[Records supplied Boundary: Start]
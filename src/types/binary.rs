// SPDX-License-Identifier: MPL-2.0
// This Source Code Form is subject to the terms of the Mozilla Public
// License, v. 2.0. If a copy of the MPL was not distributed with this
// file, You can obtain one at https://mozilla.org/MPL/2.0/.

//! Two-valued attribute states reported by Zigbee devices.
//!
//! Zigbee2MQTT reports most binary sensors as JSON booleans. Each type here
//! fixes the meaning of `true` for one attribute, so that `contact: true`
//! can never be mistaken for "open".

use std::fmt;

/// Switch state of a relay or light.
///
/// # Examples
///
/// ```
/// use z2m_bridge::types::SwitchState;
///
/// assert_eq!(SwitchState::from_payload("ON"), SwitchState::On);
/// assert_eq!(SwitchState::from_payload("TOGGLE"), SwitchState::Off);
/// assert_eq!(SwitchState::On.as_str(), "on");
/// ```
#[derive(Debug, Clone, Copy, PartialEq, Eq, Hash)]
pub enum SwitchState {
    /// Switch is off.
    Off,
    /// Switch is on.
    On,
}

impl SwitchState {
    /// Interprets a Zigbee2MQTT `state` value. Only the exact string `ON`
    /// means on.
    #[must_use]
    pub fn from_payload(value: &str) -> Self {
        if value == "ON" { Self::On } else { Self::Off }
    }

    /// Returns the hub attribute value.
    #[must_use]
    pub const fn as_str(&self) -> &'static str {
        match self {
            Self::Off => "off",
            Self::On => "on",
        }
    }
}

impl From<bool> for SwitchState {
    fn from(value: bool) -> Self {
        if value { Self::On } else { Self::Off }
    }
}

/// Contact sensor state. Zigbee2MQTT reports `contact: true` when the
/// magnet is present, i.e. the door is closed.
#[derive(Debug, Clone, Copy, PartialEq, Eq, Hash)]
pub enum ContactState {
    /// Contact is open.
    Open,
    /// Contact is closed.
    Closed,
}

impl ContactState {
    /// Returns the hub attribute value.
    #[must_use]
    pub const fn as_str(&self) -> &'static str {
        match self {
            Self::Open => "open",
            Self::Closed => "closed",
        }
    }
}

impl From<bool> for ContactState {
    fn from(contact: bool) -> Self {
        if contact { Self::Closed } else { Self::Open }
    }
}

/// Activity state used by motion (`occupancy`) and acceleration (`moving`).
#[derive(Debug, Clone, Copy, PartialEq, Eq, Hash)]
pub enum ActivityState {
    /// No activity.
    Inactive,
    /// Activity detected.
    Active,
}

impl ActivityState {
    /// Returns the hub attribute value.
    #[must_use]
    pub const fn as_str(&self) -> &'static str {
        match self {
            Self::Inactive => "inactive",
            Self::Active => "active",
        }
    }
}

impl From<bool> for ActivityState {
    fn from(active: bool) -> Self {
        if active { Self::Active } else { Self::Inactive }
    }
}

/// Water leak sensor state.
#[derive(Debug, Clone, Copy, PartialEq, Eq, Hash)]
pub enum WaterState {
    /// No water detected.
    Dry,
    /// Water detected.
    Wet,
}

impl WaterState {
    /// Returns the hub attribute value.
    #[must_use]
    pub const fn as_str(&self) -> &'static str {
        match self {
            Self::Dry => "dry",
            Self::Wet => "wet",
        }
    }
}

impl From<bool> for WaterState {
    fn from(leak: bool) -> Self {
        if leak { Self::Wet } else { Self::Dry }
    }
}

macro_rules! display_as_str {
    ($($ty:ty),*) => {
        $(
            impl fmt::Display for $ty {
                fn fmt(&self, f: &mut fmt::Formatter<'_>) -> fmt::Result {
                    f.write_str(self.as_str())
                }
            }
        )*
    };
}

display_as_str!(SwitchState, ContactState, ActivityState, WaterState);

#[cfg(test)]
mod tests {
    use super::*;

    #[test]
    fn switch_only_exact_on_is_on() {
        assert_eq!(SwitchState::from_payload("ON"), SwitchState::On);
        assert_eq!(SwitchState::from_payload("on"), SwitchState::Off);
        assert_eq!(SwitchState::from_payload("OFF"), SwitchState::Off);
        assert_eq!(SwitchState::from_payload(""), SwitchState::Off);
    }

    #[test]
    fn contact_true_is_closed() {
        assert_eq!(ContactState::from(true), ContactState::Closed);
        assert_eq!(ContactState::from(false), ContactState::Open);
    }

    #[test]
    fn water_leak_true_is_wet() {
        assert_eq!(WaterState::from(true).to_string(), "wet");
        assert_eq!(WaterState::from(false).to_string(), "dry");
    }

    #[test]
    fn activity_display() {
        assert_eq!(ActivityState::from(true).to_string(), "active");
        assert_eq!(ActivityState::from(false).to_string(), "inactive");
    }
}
[Records supplied Boundary: End]
Report how many lines in the data include the word "ContactState". Nothing else is needed.

▶ [Exercise response]:
6